I’m grateful to be able to sink my ungloved hands into the moist soil of our vegetable garden where I welcome the dirt under my fingernails and even the resistance of the weeds. There is so much uncertainty right now it seems the only thing I can rely on is an overabundance of zucchini. 

There is fertile ground here, too, for us as writers. Some will craft poems to capture the historical significance of the Covid-19 pandemic, its devastation and how it already has, and will likely forever, change some of our behaviors. Others may write about losing loved ones or coping with caring for family members who are ill, at-risk, or distant. So many stories are aching to be told—the stories behind the headlines and incessant tally of grief—mothers giving birth alone, cancer patients faced with deferring treatment, jobs lost, businesses shuttered, our elderly in isolation. Parents able to work from home are facing the exhausting challenge of simultaneously home-schooling their children. The points of view are endless: hospital workers, first responders, the unemployed or furloughed, teachers, children, the homeless, migrant workers. The list goes on.

Remember when we didn’t think twice about making a quick trip to the store? Now we stand on strips of tape, six feet apart, waiting to enter the store and again to checkout. Once inside, we follow one-way directional arrows up and down the aisles. Above our face masks, our eyes smile or roll in commiseration with fellow shoppers.

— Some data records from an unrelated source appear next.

//! Executable tools and the tool registry.
//!
//! Tools are session-stateless and expose one uniform async contract.
//! The registry is a name→tool map populated at process start and
//! never mutated afterwards; team executors look tools up by the names
//! the planner selected.

pub mod contract_template;
pub mod legal_search;

use std::collections::BTreeMap;
use std::sync::Arc;

use async_trait::async_trait;
use serde::Serialize;

use crate::core::record::ToolStatus;
use crate::error::EngineError;

pub use contract_template::ContractTemplateTool;
pub use legal_search::LegalSearchTool;

/// Uniform output of one tool invocation.
#[derive(Debug, Clone, Serialize)]
pub struct ToolOutput {
    /// Invocation status. Zero records is still `success`.
    pub status: ToolStatus,
    /// Result records as JSON values.
    pub data: Vec<serde_json::Value>,
    /// `data.len()`.
    pub count: usize,
    /// Name of the producing tool.
    pub tool_name: String,
    /// Strategy or source identifier (`direct`, `semantic`, ...).
    pub data_source: String,
}

impl ToolOutput {
    /// Builds a successful output from serialized records.
    #[must_use]
    pub fn success(tool_name: &str, data: Vec<serde_json::Value>, data_source: &str) -> Self {
        Self {
            status: ToolStatus::Success,
            count: data.len(),
            data,
            tool_name: tool_name.to_string(),
            data_source: data_source.to_string(),
        }
    }
}

/// Capability trait for executable tools.
///
/// Tools hold no session state; `params` carries the planner-chosen
/// structured parameters for this invocation.
#[async_trait]
pub trait Tool: Send + Sync {
    /// Registry name.
    fn name(&self) -> &'static str;

    /// One-line description shown to the tool planner.
    fn description(&self) -> &'static str;

    /// Executes the tool against a query.
    ///
    /// # Errors
    ///
    /// Returns [`EngineError::ToolExecution`] (or a more specific kind)
    /// on failure; the team executor records it without aborting other
    /// tools.
    async fn execute(
        &self,
        query: &str,
        params: &serde_json::Value,
    ) -> Result<ToolOutput, EngineError>;
}

/// Immutable name→tool map.
pub struct ToolRegistry {
    tools: BTreeMap<String, Arc<dyn Tool>>,
}

impl ToolRegistry {
    /// Builds the registry from the tools available at process start.
    #[must_use]
    pub fn new(tools: Vec<Arc<dyn Tool>>) -> Self {
        let tools = tools
            .into_iter()
            .map(|t| (t.name().to_string(), t))
            .collect();
        Self { tools }
    }

    /// Looks up a tool by name.
    #[must_use]
    pub fn get(&self, name: &str) -> Option<Arc<dyn Tool>> {
        self.tools.get(name).cloned()
    }

    /// Registered tool names in deterministic order.
    #[must_use]
    pub fn names(&self) -> Vec<&str> {
        self.tools.keys().map(String::as_str).collect()
    }

    /// `(name, description)` pairs for prompt construction.
    #[must_use]
    pub fn descriptions(&self) -> Vec<(&str, &str)> {
        self.tools
            .values()
            .map(|t| (t.name(), t.description()))
            .collect()
    }

    /// Number of registered tools.
    #[must_use]
    pub fn len(&self) -> usize {
        self.tools.len()
    }

    /// Returns `true` when no tools are registered.
    #[must_use]
    pub fn is_empty(&self) -> bool {
        self.tools.is_empty()
    }
}

impl std::fmt::Debug for ToolRegistry {
    fn fmt(&self, f: &mut std::fmt::Formatter<'_>) -> std::fmt::Result {
        f.debug_struct("ToolRegistry")
            .field("tools", &self.names())
            .finish()
    }
}

#[cfg(test)]
mod tests {
    use super::*;

    struct EchoTool;

    #[async_trait]
    impl Tool for EchoTool {
        fn name(&self) -> &'static str {
            "echo"
        }

        fn description(&self) -> &'static str {
            "echoes the query back"
        }

        async fn execute(
            &self,
            query: &str,
            _params: &serde_json::Value,
        ) -> Result<ToolOutput, EngineError> {
            Ok(ToolOutput::success(
                "echo",
                vec![serde_json::json!({ "query": query })],
                "echo",
            ))
        }
    }

    #[test]
    fn test_registry_lookup() {
        let registry = ToolRegistry::new(vec![Arc::new(EchoTool)]);
        assert!(registry.get("echo").is_some());
        assert!(registry.get("missing").is_none());
        assert_eq!(registry.names(), vec!["echo"]);
        assert_eq!(registry.len(), 1);
    }

    #[tokio::test]
    async fn test_tool_contract() {
        let registry = ToolRegistry::new(vec![Arc::new(EchoTool)]);
        let tool = registry.get("echo").unwrap_or_else(|| unreachable!());
        let output = tool
            .execute("질의", &serde_json::Value::Null)
            .await
            .unwrap_or_else(|_| unreachable!());
        assert_eq!(output.count, 1);
        assert_eq!(output.tool_name, "echo");
        assert_eq!(output.status, ToolStatus::Success);
    }
}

Laptops have replaced laps as grandparents use video connections to visit their grandchildren. Some businesses are retooling equipment to fabricate personal protection devices for medical personnel. A cottage industry of at-home crafters is turning out fabric face masks by the thousands. Comfort foods and bread baking have made a comeback as we’ve adapted to sheltering in place at home.

If you’re inclined, I’d encourage you to pick up your pen and write your way through this, for yourself and for those who may look to your words for guidance or comfort in the years to come.